Which lines in the data below contain the word "genre"? Return each of them.

Stored data:

━━━

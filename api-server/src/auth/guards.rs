use std::marker::PhantomData;
use std::ops::Deref;

use rocket::Request;
use rocket::State;
use rocket::http::Status;
use rocket::request::{FromRequest, Outcome};

use crate::auth::responses::Role;
use crate::auth::{AuthError, AuthResult, AuthState};
use crate::error::GuardRejection;

/// Identity resolved from a verified bearer token. Any role is accepted.
#[derive(Debug, Clone, PartialEq, Eq)]
pub struct AuthUser {
    pub id: i32,
    pub email: String,
    pub role: Role,
}

#[rocket::async_trait]
impl<'r> FromRequest<'r> for AuthUser {
    type Error = AuthError;

    async fn from_request(request: &'r Request<'_>) -> Outcome<Self, Self::Error> {
        match extract_user(request).await {
            Ok(user) => Outcome::Success(user),
            Err(err) => reject(request, err),
        }
    }
}

/// Roles a route accepts. An empty set admits any authenticated identity.
pub trait RolePolicy: Send + Sync + 'static {
    const ALLOWED: &'static [Role];
}

#[derive(Debug)]
pub struct AnyRole;

#[derive(Debug)]
pub struct AdminOnly;

#[derive(Debug)]
pub struct UserOnly;

impl RolePolicy for AnyRole {
    const ALLOWED: &'static [Role] = &[];
}

impl RolePolicy for AdminOnly {
    const ALLOWED: &'static [Role] = &[Role::Admin];
}

impl RolePolicy for UserOnly {
    const ALLOWED: &'static [Role] = &[Role::User];
}

/// An authenticated caller whose token role is in `P::ALLOWED`.
pub struct Authorized<P: RolePolicy> {
    pub user: AuthUser,
    policy: PhantomData<fn() -> P>,
}

pub type Authenticated = Authorized<AnyRole>;
pub type RequireAdmin = Authorized<AdminOnly>;
pub type RequireUser = Authorized<UserOnly>;

impl<P: RolePolicy> Authorized<P> {
    pub fn into_inner(self) -> AuthUser {
        self.user
    }
}

impl<P: RolePolicy> Deref for Authorized<P> {
    type Target = AuthUser;

    fn deref(&self) -> &AuthUser {
        &self.user
    }
}

impl<P: RolePolicy> std::fmt::Debug for Authorized<P> {
    fn fmt(&self, f: &mut std::fmt::Formatter<'_>) -> std::fmt::Result {
        f.debug_struct("Authorized")
            .field("user", &self.user)
            .field("allowed", &P::ALLOWED)
            .finish()
    }
}

#[rocket::async_trait]
impl<'r, P: RolePolicy> FromRequest<'r> for Authorized<P> {
    type Error = AuthError;

    async fn from_request(request: &'r Request<'_>) -> Outcome<Self, Self::Error> {
        match AuthUser::from_request(request).await {
            Outcome::Success(user) => match authorize(&user, P::ALLOWED) {
                Ok(()) => Outcome::Success(Authorized {
                    user,
                    policy: PhantomData,
                }),
                Err(err) => reject(request, err),
            },
            Outcome::Error(err) => Outcome::Error(err),
            Outcome::Forward(_) => reject(request, AuthError::Unauthorized),
        }
    }
}

/// Role check against the role carried in the token, not the stored one.
pub fn authorize(user: &AuthUser, allowed: &[Role]) -> AuthResult<()> {
    if allowed.is_empty() || allowed.contains(&user.role) {
        Ok(())
    } else {
        Err(AuthError::Forbidden)
    }
}

fn reject<T>(request: &Request<'_>, err: AuthError) -> Outcome<T, AuthError> {
    let status = err.status();
    if status == Status::InternalServerError {
        log::error!("authentication failed: {}", err);
    } else {
        log::debug!("rejected {} {}: {}", request.method(), request.uri(), err);
        GuardRejection::record(request, err.to_string());
    }
    Outcome::Error((status, err))
}

async fn extract_user(request: &Request<'_>) -> AuthResult<AuthUser> {
    let token = bearer_token_from_request(request)?;

    let auth_state = request
        .guard::<&State<AuthState>>()
        .await
        .succeeded()
        .ok_or_else(|| AuthError::Config("AuthState missing from state".into()))?;

    let claims = auth_state.jwt_service.decode_access_token(token)?;

    if auth_state.users.find_by_id(claims.id).await?.is_none() {
        return Err(AuthError::TokenSubjectMissing);
    }

    Ok(AuthUser {
        id: claims.id,
        email: claims.email,
        role: claims.role,
    })
}

fn bearer_token_from_request<'a>(request: &'a Request<'_>) -> AuthResult<&'a str> {
    let header = request
        .headers()
        .get_one("Authorization")
        .ok_or(AuthError::Unauthorized)?;
    let mut parts = header.splitn(2, ' ');
    let scheme = parts.next().unwrap_or_default();
    let token = parts.next().unwrap_or_default().trim();
    if scheme.eq_ignore_ascii_case("Bearer") && !token.is_empty() {
        Ok(token)
    } else {
        Err(AuthError::Unauthorized)
    }
}

#[cfg(test)]
mod tests {
    use super::*;

    fn caller(role: Role) -> AuthUser {
        AuthUser {
            id: 1,
            email: "jane@x.com".into(),
            role,
        }
    }

    #[test]
    fn empty_policy_admits_any_role() {
        assert!(authorize(&caller(Role::User), AnyRole::ALLOWED).is_ok());
        assert!(authorize(&caller(Role::Admin), AnyRole::ALLOWED).is_ok());
    }

    #[test]
    fn admin_only_rejects_users() {
        assert!(authorize(&caller(Role::Admin), AdminOnly::ALLOWED).is_ok());
        assert!(matches!(
            authorize(&caller(Role::User), AdminOnly::ALLOWED),
            Err(AuthError::Forbidden)
        ));
    }

    #[test]
    fn user_only_rejects_admins() {
        assert!(authorize(&caller(Role::User), UserOnly::ALLOWED).is_ok());
        assert!(authorize(&caller(Role::Admin), UserOnly::ALLOWED).is_err());
    }
}
use rocket_db_pools::sqlx::{self, PgPool};
use rocket_db_pools::Database;

#[derive(Database)]
#[database("movies_db")]
pub struct MoviesDb(sqlx::PgPool);

pub static MIGRATOR: sqlx::migrate::Migrator = sqlx::migrate!("./migrations");

/// Apply pending migrations; startup aborts when this fails.
pub async fn run_migrations(pool: &PgPool) -> Result<(), sqlx::migrate::MigrateError> {
    log::info!("checking database migration state");
    MIGRATOR.run(pool).await?;
    log::info!("database migrations up to date");
    Ok(())
}
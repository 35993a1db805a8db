//! HTTP route handlers grouped by resource.
//!
//! Authentication routes live in [`crate::auth::routes`]; everything else
//! is mounted from here.

pub mod health;
pub(crate) mod helpers;
pub mod movies;
pub mod users;
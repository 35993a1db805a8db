//! Shared helper functions for Rocket route handlers.

use crate::error::ApiError;

/// Parse a path segment into a positive numeric identifier.
///
/// Returns [`ApiError::Validation`] with `"Invalid ID"` otherwise.
pub fn parse_id(raw: &str) -> Result<i32, ApiError> {
    match raw.trim().parse::<i32>() {
        Ok(id) if id > 0 => Ok(id),
        _ => Err(ApiError::Validation("Invalid ID".into())),
    }
}
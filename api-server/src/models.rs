use chrono::NaiveDate;
use rocket_db_pools::sqlx::FromRow;
use serde::{Deserialize, Serialize};

use crate::auth::responses::Role;

// ===== User Directory Models =====

/// Profile record of a registered account. Never carries the password hash.
#[derive(Debug, Clone, PartialEq, Eq, Serialize, Deserialize)]
#[serde(rename_all = "camelCase")]
pub struct User {
    pub id: i32,
    pub full_name: String,
    pub email: String,
    pub role: Role,
}

#[derive(Debug, Clone)]
pub struct NewUser {
    pub full_name: String,
    pub email: String,
    pub role: Role,
}

/// Partial update applied to a user row; `None` leaves the column untouched.
#[derive(Debug, Clone, Default)]
pub struct UserChanges {
    pub full_name: Option<String>,
    pub email: Option<String>,
    pub role: Option<Role>,
}

impl UserChanges {
    pub fn is_empty(&self) -> bool {
        self.full_name.is_none() && self.email.is_none() && self.role.is_none()
    }
}

// ===== Credential Store Models =====

/// Password hash owned one-to-one by a user.
#[derive(Debug, Clone, PartialEq, Eq, FromRow)]
pub struct Credential {
    pub id: i32,
    pub user_id: i32,
    pub password_hash: String,
}

// ===== Movie Catalogue Models =====

#[derive(Debug, Clone, PartialEq, Serialize, Deserialize, FromRow)]
#[serde(rename_all = "camelCase")]
pub struct Movie {
    pub id: i32,
    pub title: String,
    pub description: String,
    pub director: String,
    pub release_date: NaiveDate,
    pub rating: Option<i16>,
    pub genre: String,
    pub tags: Vec<String>,
    pub episode_id: Option<i32>,
    pub is_series: bool,
}

#[derive(Debug, Clone, PartialEq)]
pub struct NewMovie {
    pub title: String,
    pub description: String,
    pub director: String,
    pub release_date: NaiveDate,
    pub rating: Option<i16>,
    pub genre: String,
    pub tags: Vec<String>,
    pub episode_id: Option<i32>,
    pub is_series: bool,
}

#[derive(Debug, Clone, Default, PartialEq)]
pub struct MovieChanges {
    pub title: Option<String>,
    pub description: Option<String>,
    pub director: Option<String>,
    pub release_date: Option<NaiveDate>,
    pub rating: Option<i16>,
    pub genre: Option<String>,
    pub tags: Option<Vec<String>>,
    pub episode_id: Option<i32>,
    pub is_series: Option<bool>,
}

impl MovieChanges {
    pub fn is_empty(&self) -> bool {
        self.title.is_none()
            && self.description.is_none()
            && self.director.is_none()
            && self.release_date.is_none()
            && self.rating.is_none()
            && self.genre.is_none()
            && self.tags.is_none()
            && self.episode_id.is_none()
            && self.is_series.is_none()
    }

    /// Overlay the present fields onto an existing movie.
    pub fn apply_to(self, movie: &mut Movie) {
        if let Some(title) = self.title {
            movie.title = title;
        }
        if let Some(description) = self.description {
            movie.description = description;
        }
        if let Some(director) = self.director {
            movie.director = director;
        }
        if let Some(release_date) = self.release_date {
            movie.release_date = release_date;
        }
        if let Some(rating) = self.rating {
            movie.rating = Some(rating);
        }
        if let Some(genre) = self.genre {
            movie.genre = genre;
        }
        if let Some(tags) = self.tags {
            movie.tags = tags;
        }
        if let Some(episode_id) = self.episode_id {
            movie.episode_id = Some(episode_id);
        }
        if let Some(is_series) = self.is_series {
            movie.is_series = is_series;
        }
    }
}

/// Search criteria for the movie listing. Text fields match case-insensitive substrings.
#[derive(Debug, Clone, Default, PartialEq)]
pub struct MovieFilter {
    pub title: Option<String>,
    pub description: Option<String>,
    pub director: Option<String>,
    pub rating: Option<f64>,
    pub episode_id: Option<i32>,
    pub genre: Option<String>,
    pub tag: Option<String>,
}

impl MovieFilter {
    pub fn matches(&self, movie: &Movie) -> bool {
        fn contains(haystack: &str, needle: &Option<String>) -> bool {
            needle
                .as_ref()
                .map(|n| haystack.to_lowercase().contains(&n.to_lowercase()))
                .unwrap_or(true)
        }

        contains(&movie.title, &self.title)
            && contains(&movie.description, &self.description)
            && contains(&movie.director, &self.director)
            && contains(&movie.genre, &self.genre)
            && self
                .tag
                .as_ref()
                .map(|tag| {
                    let tag = tag.to_lowercase();
                    movie.tags.iter().any(|t| t.to_lowercase().contains(&tag))
                })
                .unwrap_or(true)
            && self
                .rating
                .map(|rating| movie.rating.map(f64::from) == Some(rating))
                .unwrap_or(true)
            && self
                .episode_id
                .map(|episode| movie.episode_id == Some(episode))
                .unwrap_or(true)
    }
}

#[derive(Debug, Clone, Copy, PartialEq, Eq)]
pub struct Pagination {
    pub page: i64,
    pub limit: i64,
}

impl Pagination {
    pub const DEFAULT_PAGE: i64 = 1;
    pub const DEFAULT_LIMIT: i64 = 20;

    /// Rows to skip; saturates so huge page numbers just yield an empty page.
    pub fn offset(&self) -> i64 {
        (self.page - 1).saturating_mul(self.limit)
    }
}

impl Default for Pagination {
    fn default() -> Self {
        Self {
            page: Self::DEFAULT_PAGE,
            limit: Self::DEFAULT_LIMIT,
        }
    }
}

/// One page of results plus the total number of matching rows.
#[derive(Debug, Clone, Serialize, Deserialize)]
pub struct Page<T> {
    pub data: Vec<T>,
    pub count: i64,
    pub page: i64,
}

━━━

» RESULT:
    pub genre: String,
    pub genre: String,
    pub genre: Option<String>,
            && self.genre.is_none()
        if let Some(genre) = self.genre {
            movie.genre = genre;
    pub genre: Option<String>,
            && contains(&movie.genre, &self.genre)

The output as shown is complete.